Random access files have two major advantages: the information in them can be read in any order (hence random rather than sequential) and that information can be changed, also in any order. (Information in sequential files can only be read in the order that it was written and cannot be changed directly - you must read the file into memory (in one go, or in chunks), changing any information that must be altered while it is in memory, then write it back to a new file on the disc.)

These differences make random access files more convenient and easier to use than sequential files for many applications. Against these advantages, random access files are a little more difficult to understand and use properly, and tend to take up more space on the disc for the same amount of information.

Information is stored in a random access file rather differently, too. In a sequential file, each data item is written or read separately and the different items can have different lengths. The items read from or written to a random access file are called 'records'. All the records in a file have the same fixed length. Each record can consist of a single data item (just like a sequential file) or a number of data items that are handled together.

Records provide a neat way of storing related pieces of data. For example, in a personnel file, there could be a record per person, containing the following data items:

Name (30 characters)
Address (50 characters)
Phone (10 characters)
NI number (9 characters)
Date of birth (6 characters)
Pay scale (1 character)
Insurance scale (1 character)

Keeping all this related information together makes a lot of sense!

To indicate the particular record that you want to read or write, you use its position in the file - its 'record number'. The first record is number 1, the second number 2, and so on. This is rather like the way you use array variables, by specifying the index (eg. name$(2)). In fact, you can use random access files rather like arrays of variables, which are no longer limited in size by the computer memory and can be shared easily between programs!

Random access files are often used to hold information on individual items, such as people, companies or products with one or a fixed number of records being used per item. Programs can then be designed to allow the users quickly and easily to select record(s) to view, change, print etc. The best way to design a file for this type of application is to position records in the file according to some numeric information that users associate with the item, such as an employee's code or an item's stock number. If this is not possible, you will usually have to write down the record number for each item, and have users specify the information required by this number, so that 'ACME Motor Insurance' becomes company 1, 'ACME National' company 2, etc. (Keyed files provides a much more elegant solution however - see Chapter 7!)

6.3.1 Creating a random access file

A random access file is created in five separate stages:

opening the file
defining the record layouts
assigning data to the record
writing the record to the file
closing the file

Opening the file Before you can write information to a random access file, you must open it using the keyword OPEN:

  OPEN "R",#file-number,file-name

For example:

  
  OPEN "R",#3,"person2.fil"

The "R" indicates that the file is open for Random access (rather than "O" - sequential Output, "I" - sequential Input, or "K" - Keyed access).
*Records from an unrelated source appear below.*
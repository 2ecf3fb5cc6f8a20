//! Command types, payload grammar, and feedback for actuator control.
//!
//! Payloads arrive on `<basePrefix><actuator>` and are parsed into a
//! [`Command`]. Every routed or rejected command produces exactly one
//! [`Feedback`] published on `<commandTopic>/feedback`.
//!
//! # Payload Grammar
//!
//! ```text
//! ON[:<speed 0-100>[:<L|R>[:<rampMs>]]]   turn on (defaults: speed 50, L, no ramp)
//! OFF                                     turn off with the standard slew
//! SPEED:<0-100>                           change speed of an enabled actuator
//! DIR:<L|R>                               change direction of an enabled actuator
//! 1 / 0                                   aliases for ON / OFF
//! ```
//!
//! Verbs and direction letters are case-insensitive and trimmed. An empty
//! positional field takes its default, so `ON::R` is speed 50, right.
//!
//! # Example
//!
//! ```rust
//! use room_fx::{Command, Direction};
//!
//! let cmd = Command::parse("on:80:r:1500", 50).unwrap();
//! assert_eq!(cmd, Command::TurnOn { speed: 80, direction: Direction::Right, ramp_ms: 1500 });
//!
//! assert_eq!(Command::parse("OFF", 50), Ok(Command::TurnOff));
//! assert!(Command::parse("SPEED:150", 50).is_err());
//! ```

use core::fmt;

use heapless::String as HString;

use crate::traits::Direction;

/// Maximum length of a rendered feedback payload.
pub const MAX_FEEDBACK_LEN: usize = 64;

/// A parsed actuator command.
///
/// Produced by the [`Dispatcher`](crate::dispatch::Dispatcher) and consumed
/// exactly once by an [`Actuator`](crate::actuator::Actuator) (or by the
/// controller for [`EmergencyStop`](Self::EmergencyStop)).
#[derive(Clone, Copy, Debug, PartialEq, Eq)]
#[cfg_attr(feature = "serde", derive(serde::Serialize, serde::Deserialize))]
#[cfg_attr(feature = "serde", serde(rename_all = "snake_case"))]
pub enum Command {
    /// Enable and run at `speed` in `direction`, optionally over a timed ramp.
    TurnOn {
        /// Target speed (0-100).
        speed: u8,
        /// Requested direction of travel.
        direction: Direction,
        /// Ramp duration; 0 uses the standard slew.
        ramp_ms: u32,
    },
    /// Disable and decelerate to 0 with the standard slew.
    TurnOff,
    /// New target speed for an enabled actuator.
    SetSpeed(u8),
    /// New direction for an enabled actuator.
    SetDirection(Direction),
    /// Hard stop of every actuator.
    EmergencyStop,
}

impl Command {
    /// Parse a command payload.
    ///
    /// `default_speed` is used for `ON` without (or with an empty) speed field.
    pub fn parse(payload: &str, default_speed: u8) -> Result<Self, CommandError> {
        let payload = payload.trim();
        if payload.is_empty() {
            return Err(CommandError::Empty);
        }

        let mut fields = payload.split(':').map(str::trim);
        let verb = fields.next().unwrap_or("");

        if verb.eq_ignore_ascii_case("ON") || verb == "1" {
            let speed = match fields.next() {
                Some(s) if !s.is_empty() => parse_speed(s)?,
                _ => default_speed.min(100),
            };
            let direction = match fields.next() {
                Some(d) if !d.is_empty() => {
                    Direction::from_code(d).ok_or(CommandError::InvalidDirection)?
                }
                _ => Direction::Left,
            };
            let ramp_ms = match fields.next() {
                Some(r) if !r.is_empty() => r.parse().map_err(|_| CommandError::InvalidRamp)?,
                _ => 0,
            };
            if fields.next().is_some() {
                return Err(CommandError::TooManyParams);
            }
            Ok(Command::TurnOn {
                speed,
                direction,
                ramp_ms,
            })
        } else if verb.eq_ignore_ascii_case("OFF") || verb == "0" {
            if fields.any(|f| !f.is_empty()) {
                return Err(CommandError::TooManyParams);
            }
            Ok(Command::TurnOff)
        } else if verb.eq_ignore_ascii_case("SPEED") {
            let speed = match fields.next() {
                Some(s) if !s.is_empty() => parse_speed(s)?,
                _ => return Err(CommandError::MissingSpeed),
            };
            if fields.next().is_some() {
                return Err(CommandError::TooManyParams);
            }
            Ok(Command::SetSpeed(speed))
        } else if verb.eq_ignore_ascii_case("DIR") {
            let direction = match fields.next() {
                Some(d) if !d.is_empty() => {
                    Direction::from_code(d).ok_or(CommandError::InvalidDirection)?
                }
                _ => return Err(CommandError::MissingDirection),
            };
            if fields.next().is_some() {
                return Err(CommandError::TooManyParams);
            }
            Ok(Command::SetDirection(direction))
        } else {
            Err(CommandError::UnknownVerb)
        }
    }

    /// Parse a raw MQTT payload, rejecting non-UTF-8 bytes.
    pub fn parse_bytes(payload: &[u8], default_speed: u8) -> Result<Self, CommandError> {
        let text = core::str::from_utf8(payload).map_err(|_| CommandError::NotUtf8)?;
        Self::parse(text, default_speed)
    }

    /// Short name used in log lines.
    pub fn name(&self) -> &'static str {
        match self {
            Command::TurnOn { .. } => "ON",
            Command::TurnOff => "OFF",
            Command::SetSpeed(_) => "SPEED",
            Command::SetDirection(_) => "DIR",
            Command::EmergencyStop => "STOP",
        }
    }
}

fn parse_speed(s: &str) -> Result<u8, CommandError> {
    match s.parse::<u32>() {
        Ok(v) if v <= 100 => Ok(v as u8),
        _ => Err(CommandError::InvalidSpeed),
    }
}

// ============================================================================
// Errors
// ============================================================================

/// Why a command was rejected.
#[derive(Clone, Copy, Debug, PartialEq, Eq)]
pub enum CommandError {
    /// Payload was empty or whitespace.
    Empty,
    /// Payload bytes were not valid UTF-8.
    NotUtf8,
    /// Verb is not one of ON, OFF, SPEED, DIR, 1, 0.
    UnknownVerb,
    /// `SPEED` without a value.
    MissingSpeed,
    /// Speed is not an integer in 0..=100.
    InvalidSpeed,
    /// `DIR` without a value.
    MissingDirection,
    /// Direction is not `L` or `R`.
    InvalidDirection,
    /// Ramp is not a non-negative integer of milliseconds.
    InvalidRamp,
    /// More fields than the verb accepts.
    TooManyParams,
    /// Topic names an actuator this device does not have.
    UnknownActuator,
}

impl fmt::Display for CommandError {
    fn fmt(&self, f: &mut fmt::Formatter<'_>) -> fmt::Result {
        let reason = match self {
            CommandError::Empty => "empty payload",
            CommandError::NotUtf8 => "payload is not UTF-8",
            CommandError::UnknownVerb => "unknown command",
            CommandError::MissingSpeed => "missing speed",
            CommandError::InvalidSpeed => "invalid speed",
            CommandError::MissingDirection => "missing direction",
            CommandError::InvalidDirection => "invalid direction",
            CommandError::InvalidRamp => "invalid ramp",
            CommandError::TooManyParams => "too many parameters",
            CommandError::UnknownActuator => "unknown actuator",
        };
        f.write_str(reason)
    }
}

// ============================================================================
// Feedback
// ============================================================================

/// Result reported back on `<commandTopic>/feedback`.
#[derive(Clone, Copy, Debug, PartialEq, Eq)]
pub enum Feedback {
    /// Command accepted (applied now or deferred behind a reversal).
    Ok,
    /// Command parsed but had no effect because the actuator is disabled.
    NotEnabled,
    /// Command rejected.
    Error(CommandError),
}

impl Feedback {
    /// Wire payload: `OK` or `ERROR: <reason>`.
    ///
    /// # Examples
    ///
    /// ```
    /// use room_fx::{CommandError, Feedback};
    ///
    /// assert_eq!(Feedback::Ok.payload().as_str(), "OK");
    /// assert_eq!(
    ///     Feedback::Error(CommandError::InvalidSpeed).payload().as_str(),
    ///     "ERROR: invalid speed"
    /// );
    /// ```
    pub fn payload(&self) -> HString<MAX_FEEDBACK_LEN> {
        use core::fmt::Write;

        let mut out = HString::new();
        let _ = match self {
            Feedback::Ok => out.push_str("OK").map_err(|_| fmt::Error),
            Feedback::NotEnabled => out
                .push_str("ERROR: ignored, actuator not enabled")
                .map_err(|_| fmt::Error),
            Feedback::Error(e) => write!(out, "ERROR: {}", e),
        };
        out
    }

    /// True for [`Feedback::Ok`].
    pub fn is_ok(&self) -> bool {
        matches!(self, Feedback::Ok)
    }
}

#[cfg(test)]
mod tests {
    use super::*;

    // =========================================================================
    // ON
    // =========================================================================

    #[test]
    fn bare_on_uses_defaults() {
        assert_eq!(
            Command::parse("ON", 50),
            Ok(Command::TurnOn {
                speed: 50,
                direction: Direction::Left,
                ramp_ms: 0
            })
        );
    }

    #[test]
    fn on_with_all_fields() {
        assert_eq!(
            Command::parse("ON:80:R:2000", 50),
            Ok(Command::TurnOn {
                speed: 80,
                direction: Direction::Right,
                ramp_ms: 2000
            })
        );
    }

    #[test]
    fn on_empty_fields_take_defaults() {
        assert_eq!(
            Command::parse("ON::R", 40),
            Ok(Command::TurnOn {
                speed: 40,
                direction: Direction::Right,
                ramp_ms: 0
            })
        );
        assert_eq!(
            Command::parse("ON:70::500", 40),
            Ok(Command::TurnOn {
                speed: 70,
                direction: Direction::Left,
                ramp_ms: 500
            })
        );
    }

    #[test]
    fn verbs_are_case_insensitive_and_trimmed() {
        assert_eq!(
            Command::parse("  on : 30 : r ", 50),
            Ok(Command::TurnOn {
                speed: 30,
                direction: Direction::Right,
                ramp_ms: 0
            })
        );
        assert_eq!(Command::parse("Off\n", 50), Ok(Command::TurnOff));
        assert_eq!(Command::parse("speed:10", 50), Ok(Command::SetSpeed(10)));
        assert_eq!(
            Command::parse("dir:l", 50),
            Ok(Command::SetDirection(Direction::Left))
        );
    }

    #[test]
    fn relay_aliases() {
        assert!(matches!(
            Command::parse("1", 50),
            Ok(Command::TurnOn { speed: 50, .. })
        ));
        assert_eq!(Command::parse("0", 50), Ok(Command::TurnOff));
    }

    #[test]
    fn on_speed_out_of_range() {
        assert_eq!(Command::parse("ON:101", 50), Err(CommandError::InvalidSpeed));
        assert_eq!(Command::parse("ON:-5", 50), Err(CommandError::InvalidSpeed));
        assert_eq!(Command::parse("ON:fast", 50), Err(CommandError::InvalidSpeed));
    }

    #[test]
    fn on_bad_direction_and_ramp() {
        assert_eq!(
            Command::parse("ON:50:X", 50),
            Err(CommandError::InvalidDirection)
        );
        assert_eq!(
            Command::parse("ON:50:L:soon", 50),
            Err(CommandError::InvalidRamp)
        );
    }

    #[test]
    fn on_too_many_fields() {
        assert_eq!(
            Command::parse("ON:50:L:100:9", 50),
            Err(CommandError::TooManyParams)
        );
    }

    // =========================================================================
    // OFF / SPEED / DIR
    // =========================================================================

    #[test]
    fn off_rejects_parameters() {
        assert_eq!(Command::parse("OFF:50", 50), Err(CommandError::TooManyParams));
        assert_eq!(Command::parse("OFF:", 50), Ok(Command::TurnOff));
    }

    #[test]
    fn speed_requires_value() {
        assert_eq!(Command::parse("SPEED", 50), Err(CommandError::MissingSpeed));
        assert_eq!(Command::parse("SPEED:", 50), Err(CommandError::MissingSpeed));
        assert_eq!(Command::parse("SPEED:100", 50), Ok(Command::SetSpeed(100)));
        assert_eq!(
            Command::parse("SPEED:5:5", 50),
            Err(CommandError::TooManyParams)
        );
    }

    #[test]
    fn dir_requires_value() {
        assert_eq!(Command::parse("DIR", 50), Err(CommandError::MissingDirection));
        assert_eq!(Command::parse("DIR:S", 50), Err(CommandError::InvalidDirection));
    }

    #[test]
    fn empty_and_unknown() {
        assert_eq!(Command::parse("", 50), Err(CommandError::Empty));
        assert_eq!(Command::parse("   ", 50), Err(CommandError::Empty));
        assert_eq!(Command::parse("BLINK", 50), Err(CommandError::UnknownVerb));
    }

    #[test]
    fn non_utf8_bytes() {
        assert_eq!(
            Command::parse_bytes(&[0x4f, 0xff], 50),
            Err(CommandError::NotUtf8)
        );
        assert_eq!(Command::parse_bytes(b"OFF", 50), Ok(Command::TurnOff));
    }

    // =========================================================================
    // Feedback
    // =========================================================================

    #[test]
    fn feedback_payloads() {
        assert_eq!(Feedback::Ok.payload().as_str(), "OK");
        assert_eq!(
            Feedback::Error(CommandError::UnknownActuator).payload().as_str(),
            "ERROR: unknown actuator"
        );
        assert!(Feedback::NotEnabled.payload().starts_with("ERROR"));
        assert!(!Feedback::NotEnabled.is_ok());
    }

    #[test]
    fn command_names() {
        assert_eq!(Command::TurnOff.name(), "OFF");
        assert_eq!(Command::EmergencyStop.name(), "STOP");
    }
}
The significance of the file-number and file-name is as described for opening a sequential file, above.

You can also include another parameter at the end of the instruction to specify the record size, if the usual 128 characters is not acceptable, ie:

  OPEN "R",#file-number,file-name,record-size

This allows you to use disc space more efficiently when the data in each record is significantly less than 128 characters. It also allows you to use larger record sizes when 128 characters is not enough, but you must first change the maximum buffer size. How you do this is described in 'Mallard BASIC: Introduction and Reference'.

Opening a file for random access creates it, if it does not exist already, like opening it for sequential output. However, if the file already exists, it is not deleted by opening it for random access. This allows you to add or change information in a random access file, as described below. It does mean that if you want to be sure of creating an entirely new random access file, you should check if there is a file with the same name on the disc first and delete it if found (using FIND$ and KILL as described above).

Opening a random access file makes BASIC reserve a space in memory for it, called a 'record buffer'. This is the same size as the record length (usually 128 characters). It is here that BASIC will assemble the information that you want to write for each record. Each file opened for random access has its own record buffer.

Although it is possible to open a random access file which is already open, this is not recommended.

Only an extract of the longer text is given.